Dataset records
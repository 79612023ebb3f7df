/// Errors from the request/response backend. Classified so callers can
/// decide whether a retry action makes sense.
#[derive(Clone, Debug, thiserror::Error)]
pub enum ApiError {
    #[error("http {status}: {body}")]
    Status { status: u16, body: String },
    #[error("network error: {0}")]
    Network(String),
    #[error("invalid response: {0}")]
    Decode(String),
}

impl ApiError {
    pub fn from_status(status: u16, body: String) -> Self {
        Self::Status { status, body }
    }

    pub fn is_retryable(&self) -> bool {
        match self {
            Self::Network(_) => true,
            Self::Status { status, .. } => *status == 429 || (500..600).contains(status),
            Self::Decode(_) => false,
        }
    }
}

impl From<reqwest::Error> for ApiError {
    fn from(e: reqwest::Error) -> Self {
        if e.is_decode() {
            Self::Decode(e.to_string())
        } else {
            Self::Network(e.to_string())
        }
    }
}

#[cfg(test)]
mod tests {
    use super::*;

    #[test]
    fn retryable_classification() {
        assert!(ApiError::Network("connection refused".into()).is_retryable());
        assert!(ApiError::from_status(429, "slow down".into()).is_retryable());
        assert!(ApiError::from_status(500, "internal".into()).is_retryable());
        assert!(ApiError::from_status(503, "unavailable".into()).is_retryable());
    }

    #[test]
    fn client_errors_not_retryable() {
        assert!(!ApiError::from_status(400, "bad request".into()).is_retryable());
        assert!(!ApiError::from_status(404, "not found".into()).is_retryable());
        assert!(!ApiError::Decode("missing field".into()).is_retryable());
    }

    #[test]
    fn display_includes_status_and_body() {
        let err = ApiError::from_status(502, "bad gateway".into());
        let text = err.to_string();
        assert!(text.contains("502"));
        assert!(text.contains("bad gateway"));
    }
}
use serde::{Deserialize, Serialize};

/// Connection state of the realtime channel. One value per client process.
#[derive(Clone, Copy, Debug, Default, Serialize, Deserialize, PartialEq, Eq)]
#[serde(rename_all = "snake_case")]
pub enum ConnectionStatus {
    Connecting,
    Connected,
    #[default]
    Disconnected,
    Error,
}

impl ConnectionStatus {
    pub fn is_connected(&self) -> bool {
        matches!(self, Self::Connected)
    }
}

impl std::fmt::Display for ConnectionStatus {
    fn fmt(&self, f: &mut std::fmt::Formatter<'_>) -> std::fmt::Result {
        match self {
            Self::Connecting => write!(f, "connecting"),
            Self::Connected => write!(f, "connected"),
            Self::Disconnected => write!(f, "disconnected"),
            Self::Error => write!(f, "error"),
        }
    }
}

/// Whether an agent is composing a response, and which one.
#[derive(Clone, Debug, Default, Serialize, Deserialize, PartialEq, Eq)]
pub struct TypingState {
    pub is_typing: bool,
    #[serde(skip_serializing_if = "Option::is_none")]
    pub agent_name: Option<String>,
}

impl TypingState {
    pub fn started(agent_name: Option<String>) -> Self {
        Self {
            is_typing: true,
            agent_name,
        }
    }

    pub fn clear(&mut self) {
        self.is_typing = false;
        self.agent_name = None;
    }
}

/// The single current-error slot. A new notice replaces the old one, so the
/// surface always shows the most recent condition.
#[derive(Clone, Debug, Serialize, Deserialize, PartialEq, Eq)]
pub struct ErrorNotice {
    pub code: String,
    pub message: String,
    pub recoverable: bool,
}

impl ErrorNotice {
    pub fn new(code: impl Into<String>, message: impl Into<String>, recoverable: bool) -> Self {
        Self {
            code: code.into(),
            message: message.into(),
            recoverable,
        }
    }
}
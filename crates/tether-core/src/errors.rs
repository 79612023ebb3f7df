use crate::status::ErrorNotice;

/// Typed error hierarchy for engine operations. Every failure lands in the
/// error slot as an `ErrorNotice`; `is_recoverable` controls whether the UI
/// offers a retry action or requires explicit resubmission.
#[derive(Clone, Debug, thiserror::Error)]
pub enum EngineError {
    // Transport-level, auto-retried by the channel manager
    #[error("reconnecting, attempt {attempt}")]
    WebsocketReconnect { attempt: u32 },
    #[error("realtime channel error: {0}")]
    WebsocketError(String),
    #[error("realtime message error: {0}")]
    WebsocketMessageError(String),

    // Collaborator-call failures, retried only on explicit user action
    #[error("failed to create session: {0}")]
    SessionCreateFailed(String),
    #[error("failed to load session: {0}")]
    SessionLoadFailed(String),
    #[error("failed to delete session: {0}")]
    SessionDeleteFailed(String),
    #[error("failed to load chat state: {0}")]
    BootstrapFailed(String),
    #[error("failed to load agent roster: {0}")]
    AgentsLoadFailed(String),
    #[error("failed to record feedback: {0}")]
    FeedbackFailed(String),

    // Resubmission mints a new id; never silently resent
    #[error("message send failed: {0}")]
    MessageSendFailed(String),
}

impl EngineError {
    /// Stable code string shown alongside the message in the error slot.
    pub fn code(&self) -> &'static str {
        match self {
            Self::WebsocketReconnect { .. } => "websocket_reconnect",
            Self::WebsocketError(_) => "websocket_error",
            Self::WebsocketMessageError(_) => "websocket_message_error",
            Self::SessionCreateFailed(_) => "session_create_failed",
            Self::SessionLoadFailed(_) => "session_load_failed",
            Self::SessionDeleteFailed(_) => "session_delete_failed",
            Self::BootstrapFailed(_) => "bootstrap_failed",
            Self::AgentsLoadFailed(_) => "agents_load_failed",
            Self::FeedbackFailed(_) => "feedback_failed",
            Self::MessageSendFailed(_) => "message_send_failed",
        }
    }

    /// A failed send must not be retried automatically: resending the same
    /// content risks a duplicate assistant turn. Everything else is safe to
    /// retry, either automatically (transport) or on user action.
    pub fn is_recoverable(&self) -> bool {
        !matches!(self, Self::MessageSendFailed(_))
    }

    pub fn notice(&self) -> ErrorNotice {
        ErrorNotice::new(self.code(), self.to_string(), self.is_recoverable())
    }
}
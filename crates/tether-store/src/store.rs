use tether_core::errors::EngineError;
use tether_core::ids::{AgentId, MessageId, SessionId};
use tether_core::message::{ChatMessage, DeliveryStatus, Feedback};
use tether_core::session::Session;
use tether_core::status::{ConnectionStatus, ErrorNotice, TypingState};

use crate::ledger::MessageLedger;
use crate::registry::SessionRegistry;

/// The engine's single state container: session registry, message ledger,
/// typing/connection/error surface and the active-stream marker. Owned by
/// the application and injected into every component; there is no global.
///
/// All mutation is synchronous and runs to completion; concurrency is the
/// caller's concern (the engine serializes access behind one lock). Every
/// ledger mutation re-derives the owning session's preview and re-sorts the
/// registry, so session-list order always reflects ledger state.
#[derive(Debug, Default)]
pub struct ChatStore {
    registry: SessionRegistry,
    ledger: MessageLedger,
    typing: TypingState,
    connection: ConnectionStatus,
    reconnect_attempt: u32,
    active_stream: Option<SessionId>,
    last_error: Option<ErrorNotice>,
    bootstrapping: bool,
    session_loading: bool,
}

impl ChatStore {
    pub fn new() -> Self {
        Self::default()
    }

    // --- Session registry ---

    pub fn set_sessions(&mut self, sessions: Vec<Session>) {
        self.registry.set_sessions(sessions);
    }

    pub fn upsert_session(&mut self, session: Session) {
        self.registry.upsert(session);
    }

    /// Delete a session and its ledger. If it was active, the next-newest
    /// session becomes active and the agent selection follows it.
    pub fn remove_session(&mut self, id: &SessionId) -> bool {
        let removed = self.registry.remove(id);
        self.ledger.remove_session(id);
        if self.active_stream.as_ref() == Some(id) {
            self.active_stream = None;
        }
        removed
    }

    pub fn set_current_session(&mut self, id: SessionId) {
        self.registry.set_current(id);
    }

    pub fn set_selected_agent(&mut self, agent: Option<AgentId>) {
        self.registry.set_selected_agent(agent);
    }

    pub fn sessions(&self) -> &[Session] {
        self.registry.sessions()
    }

    pub fn current_session_id(&self) -> Option<&SessionId> {
        self.registry.current_id()
    }

    pub fn current_session(&self) -> Option<&Session> {
        self.registry.current()
    }

    pub fn session(&self, id: &SessionId) -> Option<&Session> {
        self.registry.get(id)
    }

    pub fn selected_agent(&self) -> Option<&AgentId> {
        self.registry.selected_agent()
    }

    // --- Message ledger ---

    pub fn replace_messages(&mut self, session_id: &SessionId, messages: Vec<ChatMessage>) {
        self.ledger.replace(session_id, messages);
        self.refresh_preview(session_id);
    }

    /// Insert the optimistic echo before any send attempt, so there is never
    /// a gap between the user's action and a visible message.
    pub fn add_optimistic_user_message(&mut self, message: ChatMessage) {
        let session_id = message.session_id.clone();
        self.ledger.push_optimistic(&session_id, message);
        self.refresh_preview(&session_id);
    }

    pub fn upsert_message(&mut self, message: ChatMessage) {
        let session_id = message.session_id.clone();
        self.ledger.upsert(&session_id, message);
        self.refresh_preview(&session_id);
    }

    pub fn append_stream_chunk(
        &mut self,
        session_id: &SessionId,
        message_id: &MessageId,
        chunk: &str,
        agent_id: Option<AgentId>,
        agent_name: Option<String>,
    ) {
        self.ledger
            .append_chunk(session_id, message_id, chunk, agent_id, agent_name);
        self.refresh_preview(session_id);
    }

    pub fn finalize_stream_message(&mut self, session_id: &SessionId, message_id: &MessageId) {
        if self.ledger.finalize_stream(session_id, message_id) {
            self.refresh_preview(session_id);
        }
    }

    pub fn mark_message_status(
        &mut self,
        session_id: &SessionId,
        message_id: &MessageId,
        status: DeliveryStatus,
        error: Option<String>,
    ) {
        if self.ledger.mark_status(session_id, message_id, status, error) {
            self.refresh_preview(session_id);
        }
    }

    pub fn mark_latest_pending_user_message(
        &mut self,
        session_id: &SessionId,
        status: DeliveryStatus,
    ) -> Option<MessageId> {
        let marked = self.ledger.mark_latest_pending_user(session_id, status);
        if marked.is_some() {
            self.refresh_preview(session_id);
        }
        marked
    }

    /// Set or clear feedback, returning the prior value for rollback.
    pub fn apply_feedback(
        &mut self,
        session_id: &SessionId,
        message_id: &MessageId,
        feedback: Option<Feedback>,
    ) -> Option<Option<Feedback>> {
        self.ledger.set_feedback(session_id, message_id, feedback)
    }

    pub fn messages(&self, session_id: &SessionId) -> &[ChatMessage] {
        self.ledger.messages(session_id)
    }

    pub fn has_messages_loaded(&self, session_id: &SessionId) -> bool {
        self.ledger.contains_session(session_id)
    }

    // --- Typing ---

    pub fn set_typing(&mut self, agent_name: Option<String>) {
        self.typing = TypingState::started(agent_name);
    }

    pub fn clear_typing(&mut self) {
        self.typing.clear();
    }

    pub fn typing(&self) -> &TypingState {
        &self.typing
    }

    // --- Connection state ---

    pub fn set_connection_status(&mut self, status: ConnectionStatus) {
        self.connection = status;
    }

    pub fn connection_status(&self) -> ConnectionStatus {
        self.connection
    }

    /// Bump the reconnect counter and return the new attempt number.
    pub fn begin_reconnect_attempt(&mut self) -> u32 {
        self.reconnect_attempt += 1;
        self.reconnect_attempt
    }

    /// Only a successful connect resets the counter.
    pub fn reset_reconnect_attempts(&mut self) {
        self.reconnect_attempt = 0;
    }

    pub fn reconnect_attempt(&self) -> u32 {
        self.reconnect_attempt
    }

    // --- Active stream marker ---

    pub fn set_active_stream(&mut self, session_id: Option<SessionId>) {
        self.active_stream = session_id;
    }

    pub fn active_stream(&self) -> Option<&SessionId> {
        self.active_stream.as_ref()
    }

    // --- Error slot & loading flags ---

    pub fn report_error(&mut self, error: &EngineError) {
        tracing::debug!(code = error.code(), "error surfaced: {error}");
        self.last_error = Some(error.notice());
    }

    pub fn clear_error(&mut self) {
        self.last_error = None;
    }

    pub fn last_error(&self) -> Option<&ErrorNotice> {
        self.last_error.as_ref()
    }

    pub fn set_bootstrapping(&mut self, value: bool) {
        self.bootstrapping = value;
    }

    pub fn is_bootstrapping(&self) -> bool {
        self.bootstrapping
    }

    pub fn set_session_loading(&mut self, value: bool) {
        self.session_loading = value;
    }

    pub fn is_session_loading(&self) -> bool {
        self.session_loading
    }

    fn refresh_preview(&mut self, session_id: &SessionId) {
        let preview = self.ledger.preview(session_id);
        if let Some(session) = self.registry.get_mut(session_id) {
            match (preview.last_message.as_deref(), preview.last_message_at) {
                (Some(text), Some(at)) => {
                    session.record_message(text, at, preview.message_count)
                }
                _ => {
                    session.last_message = None;
                    session.last_message_at = None;
                }
            }
        }
        self.registry.resort();
    }
}

#[cfg(test)]
mod tests {
    use super::*;
    use chrono::{TimeZone, Utc};

    fn session_at(secs: i64) -> Session {
        let mut s = Session::new();
        s.created_at = Utc.timestamp_opt(secs, 0).unwrap();
        s
    }

    #[test]
    fn optimistic_then_upsert_keeps_single_entry() {
        let mut store = ChatStore::new();
        let session = session_at(100);
        let sid = session.id.clone();
        store.set_sessions(vec![session]);

        let mid = MessageId::new();
        store.add_optimistic_user_message(ChatMessage::user(sid.clone(), mid.clone(), "hi"));
        assert_eq!(store.messages(&sid).len(), 1);

        let mut confirmed = ChatMessage::user(sid.clone(), mid, "hi");
        confirmed.status = DeliveryStatus::Delivered;
        store.upsert_message(confirmed);

        assert_eq!(store.messages(&sid).len(), 1);
        assert_eq!(store.messages(&sid)[0].status, DeliveryStatus::Delivered);
    }

    #[test]
    fn message_landing_refreshes_preview_and_reorders() {
        let mut store = ChatStore::new();
        let newer = session_at(200);
        let older = session_at(100);
        let older_id = older.id.clone();
        store.set_sessions(vec![older, newer.clone()]);
        assert_eq!(store.sessions()[0].id, newer.id);

        store.add_optimistic_user_message(ChatMessage::user(
            older_id.clone(),
            MessageId::new(),
            "bumped",
        ));

        // The session that just received a message sorts first now.
        assert_eq!(store.sessions()[0].id, older_id);
        let bumped = store.session(&older_id).unwrap();
        assert_eq!(bumped.last_message.as_deref(), Some("bumped"));
        assert_eq!(bumped.message_count, 1);
    }

    #[test]
    fn replace_messages_recomputes_preview() {
        let mut store = ChatStore::new();
        let session = session_at(100);
        let sid = session.id.clone();
        store.set_sessions(vec![session]);

        let msgs = vec![
            ChatMessage::user(sid.clone(), MessageId::new(), "one"),
            ChatMessage::user(sid.clone(), MessageId::new(), "two"),
        ];
        store.replace_messages(&sid, msgs);

        let session = store.session(&sid).unwrap();
        assert_eq!(session.last_message.as_deref(), Some("two"));
        assert_eq!(session.message_count, 2);
    }

    #[test]
    fn replace_with_empty_clears_preview_but_keeps_count_floor() {
        let mut store = ChatStore::new();
        let mut session = session_at(100);
        session.message_count = 5;
        let sid = session.id.clone();
        store.set_sessions(vec![session]);

        store.replace_messages(&sid, vec![]);
        let session = store.session(&sid).unwrap();
        assert!(session.last_message.is_none());
        assert!(session.last_message_at.is_none());
        assert_eq!(session.message_count, 5);
    }

    #[test]
    fn deleting_active_session_promotes_and_cascades() {
        let mut store = ChatStore::new();
        let a = session_at(200);
        let b = session_at(100);
        let (a_id, b_id) = (a.id.clone(), b.id.clone());
        store.set_sessions(vec![a, b]);
        assert_eq!(store.current_session_id(), Some(&a_id));

        store.add_optimistic_user_message(ChatMessage::user(a_id.clone(), MessageId::new(), "x"));

        assert!(store.remove_session(&a_id));
        assert_eq!(store.current_session_id(), Some(&b_id));
        assert!(!store.has_messages_loaded(&a_id));
        assert!(store.messages(&a_id).is_empty());
    }

    #[test]
    fn removing_marked_session_clears_active_stream() {
        let mut store = ChatStore::new();
        let session = session_at(100);
        let sid = session.id.clone();
        store.set_sessions(vec![session]);
        store.set_active_stream(Some(sid.clone()));

        store.remove_session(&sid);
        assert!(store.active_stream().is_none());
    }

    #[test]
    fn error_slot_keeps_latest_only() {
        let mut store = ChatStore::new();
        store.report_error(&EngineError::BootstrapFailed("first".into()));
        store.report_error(&EngineError::MessageSendFailed("second".into()));

        let notice = store.last_error().unwrap();
        assert_eq!(notice.code, "message_send_failed");
        assert!(notice.message.contains("second"));
        assert!(!notice.recoverable);

        store.clear_error();
        assert!(store.last_error().is_none());
    }

    #[test]
    fn reconnect_counter_resets_only_explicitly() {
        let mut store = ChatStore::new();
        assert_eq!(store.begin_reconnect_attempt(), 1);
        assert_eq!(store.begin_reconnect_attempt(), 2);
        assert_eq!(store.begin_reconnect_attempt(), 3);
        store.set_connection_status(ConnectionStatus::Error);
        assert_eq!(store.reconnect_attempt(), 3);

        store.reset_reconnect_attempts();
        assert_eq!(store.reconnect_attempt(), 0);
    }

    #[test]
    fn typing_lifecycle() {
        let mut store = ChatStore::new();
        store.set_typing(Some("Atlas".into()));
        assert!(store.typing().is_typing);
        assert_eq!(store.typing().agent_name.as_deref(), Some("Atlas"));

        store.clear_typing();
        assert!(!store.typing().is_typing);
        assert!(store.typing().agent_name.is_none());
    }

    #[test]
    fn feedback_roundtrip_through_store() {
        let mut store = ChatStore::new();
        let session = session_at(100);
        let sid = session.id.clone();
        store.set_sessions(vec![session]);

        let mid = MessageId::new();
        store.append_stream_chunk(&sid, &mid, "reply", None, None);

        let prior = store
            .apply_feedback(&sid, &mid, Some(Feedback::ThumbsUp))
            .unwrap();
        assert_eq!(prior, None);

        // Rollback path: restore the prior value exactly.
        store.apply_feedback(&sid, &mid, prior);
        assert_eq!(store.messages(&sid)[0].feedback, None);
    }
}
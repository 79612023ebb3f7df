use std::sync::Arc;

use clap::Parser;
use tokio::io::{AsyncBufReadExt, BufReader};

use tether_api::HttpBackend;
use tether_core::ids::AgentId;
use tether_engine::{ChatEngine, WsConnector};
use tether_telemetry::TelemetryConfig;

#[derive(Parser, Debug)]
#[command(name = "tether", about = "Line-oriented demo client for the chat engine")]
struct Args {
    /// Base URL of the chat backend's REST surface.
    #[arg(long, default_value = "http://127.0.0.1:8787")]
    base_url: String,

    /// Realtime channel URL.
    #[arg(long, default_value = "ws://127.0.0.1:8787/ws")]
    realtime_url: String,

    /// Agent to address messages to. Without one, sends use the fallback path.
    #[arg(long)]
    agent_id: Option<String>,

    /// Emit one JSON object per log line.
    #[arg(long)]
    json_logs: bool,
}

#[tokio::main]
async fn main() -> anyhow::Result<()> {
    let args = Args::parse();
    tether_telemetry::init_telemetry(&TelemetryConfig {
        json_output: args.json_logs,
        ..Default::default()
    });

    let backend = Arc::new(HttpBackend::new(&args.base_url));
    let connector = Arc::new(WsConnector::new());
    let engine = ChatEngine::new(backend, connector, args.realtime_url.clone());

    engine.bootstrap().await?;
    {
        let store = engine.store();
        let store = store.lock();
        tracing::info!(sessions = store.sessions().len(), "chat state ready");
    }
    if let Some(agent) = args.agent_id {
        engine.select_agent(Some(AgentId::from_raw(agent)));
    }
    engine.connect().await;

    tracing::info!("ready; type a message and press enter, ctrl-c to quit");
    let mut lines = BufReader::new(tokio::io::stdin()).lines();
    loop {
        tokio::select! {
            line = lines.next_line() => match line? {
                Some(line) if !line.trim().is_empty() => {
                    if let Err(e) = engine.send_message(line.trim()).await {
                        tracing::error!("send failed: {e}");
                    }
                }
                Some(_) => {}
                None => break,
            },
            _ = tokio::signal::ctrl_c() => break,
        }
    }

    engine.shutdown();
    tracing::info!("shutting down");
    Ok(())
}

◆ **To do**:
Beginning at the first line of the records, retype exactly every line up to and including the one with "pub fn from_status(status: u16, body: String)".

◆ **Task response**:
repository 79612023ebb3f7df
/// Errors from the request/response backend. Classified so callers can
/// decide whether a retry action makes sense.
#[derive(Clone, Debug, thiserror::Error)]
pub enum ApiError {
    #[error("http {status}: {body}")]
    Status { status: u16, body: String },
    #[error("network error: {0}")]
    Network(String),
    #[error("invalid response: {0}")]
    Decode(String),
}

impl ApiError {
    pub fn from_status(status: u16, body: String) -> Self {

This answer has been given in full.